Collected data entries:
--- START ---

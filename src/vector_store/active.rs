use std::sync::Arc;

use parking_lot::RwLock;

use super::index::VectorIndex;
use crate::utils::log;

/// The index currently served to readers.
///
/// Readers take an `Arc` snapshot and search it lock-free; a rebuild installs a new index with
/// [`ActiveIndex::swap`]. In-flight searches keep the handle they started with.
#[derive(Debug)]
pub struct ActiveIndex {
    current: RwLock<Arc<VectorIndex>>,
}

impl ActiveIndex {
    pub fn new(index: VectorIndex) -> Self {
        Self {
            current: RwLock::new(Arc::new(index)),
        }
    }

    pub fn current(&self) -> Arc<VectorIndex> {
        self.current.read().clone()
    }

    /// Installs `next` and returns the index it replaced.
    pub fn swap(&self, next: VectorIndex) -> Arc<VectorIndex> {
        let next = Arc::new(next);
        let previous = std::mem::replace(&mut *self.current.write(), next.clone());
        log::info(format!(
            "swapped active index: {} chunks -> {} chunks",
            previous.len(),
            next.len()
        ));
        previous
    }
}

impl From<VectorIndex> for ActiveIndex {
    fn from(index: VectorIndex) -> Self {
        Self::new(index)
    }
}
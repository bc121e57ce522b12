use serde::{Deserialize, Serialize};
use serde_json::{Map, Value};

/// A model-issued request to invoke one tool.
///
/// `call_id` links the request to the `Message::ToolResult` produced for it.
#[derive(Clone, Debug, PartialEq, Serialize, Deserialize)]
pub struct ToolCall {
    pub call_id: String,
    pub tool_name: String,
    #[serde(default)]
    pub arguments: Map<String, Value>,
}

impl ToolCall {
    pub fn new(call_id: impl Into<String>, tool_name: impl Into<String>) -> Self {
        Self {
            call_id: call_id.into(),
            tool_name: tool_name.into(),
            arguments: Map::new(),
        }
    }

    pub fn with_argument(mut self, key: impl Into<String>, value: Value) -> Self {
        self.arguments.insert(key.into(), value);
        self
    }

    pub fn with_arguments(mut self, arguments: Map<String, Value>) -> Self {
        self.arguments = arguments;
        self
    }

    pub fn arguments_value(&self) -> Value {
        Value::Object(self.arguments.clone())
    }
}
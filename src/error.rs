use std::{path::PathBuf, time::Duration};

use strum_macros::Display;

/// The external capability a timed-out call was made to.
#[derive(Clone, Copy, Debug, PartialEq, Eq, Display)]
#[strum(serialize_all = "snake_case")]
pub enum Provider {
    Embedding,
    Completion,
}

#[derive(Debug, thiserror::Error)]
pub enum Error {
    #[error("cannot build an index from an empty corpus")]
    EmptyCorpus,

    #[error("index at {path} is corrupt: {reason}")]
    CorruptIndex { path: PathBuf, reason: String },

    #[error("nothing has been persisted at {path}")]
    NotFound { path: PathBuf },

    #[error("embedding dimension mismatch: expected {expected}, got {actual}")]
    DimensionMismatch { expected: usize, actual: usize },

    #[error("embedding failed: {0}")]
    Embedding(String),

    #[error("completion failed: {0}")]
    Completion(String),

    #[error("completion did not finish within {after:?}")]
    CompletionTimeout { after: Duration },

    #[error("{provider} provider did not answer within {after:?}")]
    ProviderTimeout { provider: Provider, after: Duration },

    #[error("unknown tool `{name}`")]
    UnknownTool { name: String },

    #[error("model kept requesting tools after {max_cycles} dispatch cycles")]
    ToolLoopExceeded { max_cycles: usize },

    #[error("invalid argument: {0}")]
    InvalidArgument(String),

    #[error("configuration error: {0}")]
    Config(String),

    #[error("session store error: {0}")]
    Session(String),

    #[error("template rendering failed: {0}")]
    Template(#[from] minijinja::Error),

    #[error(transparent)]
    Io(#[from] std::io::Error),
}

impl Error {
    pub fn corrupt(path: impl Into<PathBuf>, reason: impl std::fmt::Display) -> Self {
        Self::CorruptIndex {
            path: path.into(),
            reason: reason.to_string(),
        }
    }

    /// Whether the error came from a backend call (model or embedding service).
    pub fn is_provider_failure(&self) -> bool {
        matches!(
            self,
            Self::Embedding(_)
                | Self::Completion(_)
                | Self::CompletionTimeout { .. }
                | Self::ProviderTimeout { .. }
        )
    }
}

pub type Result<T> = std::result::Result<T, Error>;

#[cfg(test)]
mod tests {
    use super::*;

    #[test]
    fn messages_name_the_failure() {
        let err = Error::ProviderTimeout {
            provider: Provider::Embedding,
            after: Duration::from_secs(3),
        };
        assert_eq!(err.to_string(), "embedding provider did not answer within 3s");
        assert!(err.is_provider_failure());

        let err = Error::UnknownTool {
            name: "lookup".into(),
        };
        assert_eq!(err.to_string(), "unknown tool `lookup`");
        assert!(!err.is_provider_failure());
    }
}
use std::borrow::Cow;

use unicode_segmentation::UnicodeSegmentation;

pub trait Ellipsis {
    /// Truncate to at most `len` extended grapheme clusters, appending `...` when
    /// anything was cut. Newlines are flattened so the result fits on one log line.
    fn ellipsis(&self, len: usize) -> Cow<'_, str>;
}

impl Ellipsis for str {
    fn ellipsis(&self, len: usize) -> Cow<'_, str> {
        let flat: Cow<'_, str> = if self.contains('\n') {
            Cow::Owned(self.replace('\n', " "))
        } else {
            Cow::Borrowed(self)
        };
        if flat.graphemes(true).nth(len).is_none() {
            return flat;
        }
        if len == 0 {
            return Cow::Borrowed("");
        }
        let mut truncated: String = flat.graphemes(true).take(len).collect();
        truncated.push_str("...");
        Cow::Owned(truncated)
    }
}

--- END ---

What is needed:
Check every line above for the string "reason" and copy those that have it.

Response to this task:
    #[error("index at {path} is corrupt: {reason}")]
    CorruptIndex { path: PathBuf, reason: String },
    pub fn corrupt(path: impl Into<PathBuf>, reason: impl std::fmt::Display) -> Self {
            reason: reason.to_string(),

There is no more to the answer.